具体例としては、以下の説明がありました。
- GitにPushした際に自動的に解析を行い、不適切なコードやルール違反を指摘する。
- 静的解析の実行をGit hooksに組み込んでいる場合もある。
- GitにPushし、編集したコードで警告が検出されれば、Pushを拒否するようにも出来る。
- PhpStormでコミットする際に、チェックを走らせる事や、自分で選んだコード解析ツールを走らせる事もできる。
メリットとして、以下のような事が紹介されました。
- コードレビューの観点が明確になる事で、より有益な話に時間を使えるようになる。
- 人に指摘されるより気が楽である。
実行時の型検査について
参加者から「実行時の型検査」について考えを聞く質問があり、大変盛り上がりました。
(以下が質問と合わせて貼られたリンクになります。

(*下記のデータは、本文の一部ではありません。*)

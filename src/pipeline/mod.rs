//! Request pipeline core.
//!
//! # Data Flow
//! ```text
//! Module::start(registrar, options)
//!     → registry.rs (hook into one of five stages)
//!
//! Request (from boundary collaborator)
//!     → registry.rs (fresh default Response from settings.rs)
//!     → REALLY_FIRST → FIRST → MIDDLE → LAST → REALLY_LAST
//!       (modules in hook order within each stage, Flow::Halt stops early)
//!     → Response (back to collaborator)
//! ```
//!
//! # Design Decisions
//! - Stage set is closed: a fixed table, not a priority queue
//! - Invalid stages are rejected at hook time, never at dispatch
//! - Modules get a scoped `Registrar`, not a pointer to the pipeline

use std::collections::HashMap;

pub mod error;
pub mod module;
pub mod registry;
pub mod settings;
pub mod stage;

/// Flat option map passed to `Pipeline::configure` and `Module::start`.
pub type Options = HashMap<String, String>;

pub use error::{ModuleError, PipelineError};
pub use module::{Flow, Module};
pub use registry::{Pipeline, Registrar};
pub use settings::PipelineSettings;
pub use stage::Stage;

)
https://stitcher.io/blog/we-dont-need-runtime-type-checks
- この記事はPHPの現場で紹介された。
これについては、次のような様々な意見がありました。
- 自社内でもレビュアーによって意見が割れている。
- Docコメントだけでなく、メソッドの戻り値の型を記載して欲しい人。
- 両方記載は面倒くさいため、言語機能としてサポートされている型はメソッドの戻り値の型を記載し、サポートされていない型はDocコメントに記載する人。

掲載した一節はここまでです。